Out of the records below, copy all lines in which the word "working" occurs.

● Material for this task
____
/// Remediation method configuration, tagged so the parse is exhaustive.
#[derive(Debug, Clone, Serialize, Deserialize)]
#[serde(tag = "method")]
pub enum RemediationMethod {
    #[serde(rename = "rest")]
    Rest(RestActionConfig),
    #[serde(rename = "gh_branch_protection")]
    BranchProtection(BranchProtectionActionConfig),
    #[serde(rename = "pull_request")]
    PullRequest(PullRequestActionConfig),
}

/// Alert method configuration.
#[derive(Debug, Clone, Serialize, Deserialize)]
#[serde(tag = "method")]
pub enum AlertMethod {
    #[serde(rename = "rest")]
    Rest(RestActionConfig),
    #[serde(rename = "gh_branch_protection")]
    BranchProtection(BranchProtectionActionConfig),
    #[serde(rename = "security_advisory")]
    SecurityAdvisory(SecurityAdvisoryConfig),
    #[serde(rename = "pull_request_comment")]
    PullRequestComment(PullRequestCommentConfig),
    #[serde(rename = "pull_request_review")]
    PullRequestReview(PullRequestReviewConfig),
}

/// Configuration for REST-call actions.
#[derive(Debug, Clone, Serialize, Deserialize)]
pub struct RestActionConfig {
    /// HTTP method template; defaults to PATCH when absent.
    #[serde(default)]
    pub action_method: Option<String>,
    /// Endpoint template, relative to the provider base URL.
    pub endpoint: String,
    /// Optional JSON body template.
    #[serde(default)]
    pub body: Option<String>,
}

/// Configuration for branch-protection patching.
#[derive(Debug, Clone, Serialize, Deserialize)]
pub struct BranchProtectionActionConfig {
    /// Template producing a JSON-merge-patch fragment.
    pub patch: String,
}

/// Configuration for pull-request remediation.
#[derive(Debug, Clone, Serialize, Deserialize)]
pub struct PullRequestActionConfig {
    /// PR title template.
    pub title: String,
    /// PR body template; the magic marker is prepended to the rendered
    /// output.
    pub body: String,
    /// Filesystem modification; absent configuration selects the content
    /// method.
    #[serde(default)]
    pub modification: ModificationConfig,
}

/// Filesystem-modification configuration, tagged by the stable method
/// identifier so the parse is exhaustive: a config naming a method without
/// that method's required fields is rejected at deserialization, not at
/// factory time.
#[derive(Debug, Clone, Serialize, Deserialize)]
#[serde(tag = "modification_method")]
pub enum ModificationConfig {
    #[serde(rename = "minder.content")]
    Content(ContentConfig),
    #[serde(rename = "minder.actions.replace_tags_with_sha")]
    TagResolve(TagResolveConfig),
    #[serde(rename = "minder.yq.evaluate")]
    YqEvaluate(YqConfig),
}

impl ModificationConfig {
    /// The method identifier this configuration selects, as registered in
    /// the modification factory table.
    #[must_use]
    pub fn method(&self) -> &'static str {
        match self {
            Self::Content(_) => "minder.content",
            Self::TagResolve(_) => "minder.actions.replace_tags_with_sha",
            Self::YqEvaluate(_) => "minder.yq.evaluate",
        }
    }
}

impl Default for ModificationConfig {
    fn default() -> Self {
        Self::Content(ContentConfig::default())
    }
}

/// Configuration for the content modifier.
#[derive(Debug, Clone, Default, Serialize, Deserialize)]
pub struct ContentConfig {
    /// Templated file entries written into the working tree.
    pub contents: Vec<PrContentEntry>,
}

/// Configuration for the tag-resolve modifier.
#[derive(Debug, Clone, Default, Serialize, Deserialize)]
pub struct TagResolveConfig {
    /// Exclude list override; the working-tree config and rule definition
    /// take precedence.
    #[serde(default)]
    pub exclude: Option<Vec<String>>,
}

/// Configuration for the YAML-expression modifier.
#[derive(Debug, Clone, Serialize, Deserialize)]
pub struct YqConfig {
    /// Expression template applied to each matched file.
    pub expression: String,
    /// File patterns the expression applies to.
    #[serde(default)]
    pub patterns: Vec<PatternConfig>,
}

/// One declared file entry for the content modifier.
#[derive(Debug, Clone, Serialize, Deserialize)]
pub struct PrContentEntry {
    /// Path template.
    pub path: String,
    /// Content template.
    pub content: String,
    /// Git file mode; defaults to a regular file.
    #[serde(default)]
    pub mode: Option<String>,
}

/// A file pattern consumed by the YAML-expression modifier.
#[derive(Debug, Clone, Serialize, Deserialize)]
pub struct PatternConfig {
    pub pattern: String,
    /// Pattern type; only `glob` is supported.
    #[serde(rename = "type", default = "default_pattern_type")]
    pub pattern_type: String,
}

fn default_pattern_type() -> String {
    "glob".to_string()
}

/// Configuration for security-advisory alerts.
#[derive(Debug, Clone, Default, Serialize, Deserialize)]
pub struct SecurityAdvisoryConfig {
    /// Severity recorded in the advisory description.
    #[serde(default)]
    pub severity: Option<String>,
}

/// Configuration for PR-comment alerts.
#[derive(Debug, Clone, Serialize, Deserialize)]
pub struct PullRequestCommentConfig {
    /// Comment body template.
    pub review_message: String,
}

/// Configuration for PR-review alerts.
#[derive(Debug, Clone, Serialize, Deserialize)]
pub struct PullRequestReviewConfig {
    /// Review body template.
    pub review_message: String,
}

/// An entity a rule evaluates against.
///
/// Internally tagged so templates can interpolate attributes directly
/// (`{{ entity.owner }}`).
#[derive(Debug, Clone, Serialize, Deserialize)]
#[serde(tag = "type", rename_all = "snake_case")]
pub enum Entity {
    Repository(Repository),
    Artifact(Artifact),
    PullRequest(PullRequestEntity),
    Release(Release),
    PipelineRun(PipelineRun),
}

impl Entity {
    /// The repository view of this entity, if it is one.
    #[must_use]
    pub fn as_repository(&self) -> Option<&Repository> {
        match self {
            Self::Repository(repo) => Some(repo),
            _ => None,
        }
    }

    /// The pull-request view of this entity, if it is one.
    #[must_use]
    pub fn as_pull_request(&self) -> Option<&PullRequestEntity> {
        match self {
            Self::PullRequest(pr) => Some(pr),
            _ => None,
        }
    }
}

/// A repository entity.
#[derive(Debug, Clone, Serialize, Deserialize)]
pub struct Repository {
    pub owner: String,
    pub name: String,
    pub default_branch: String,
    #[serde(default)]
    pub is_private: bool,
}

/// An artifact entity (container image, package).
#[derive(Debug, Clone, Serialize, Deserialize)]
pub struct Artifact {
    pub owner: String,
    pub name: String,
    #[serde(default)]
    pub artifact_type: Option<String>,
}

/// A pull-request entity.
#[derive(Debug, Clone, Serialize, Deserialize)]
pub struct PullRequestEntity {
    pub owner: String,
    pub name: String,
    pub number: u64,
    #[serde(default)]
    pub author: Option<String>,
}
____
● Answer for the task
    /// Templated file entries written into the working tree.
    /// Exclude list override; the working-tree config and rule definition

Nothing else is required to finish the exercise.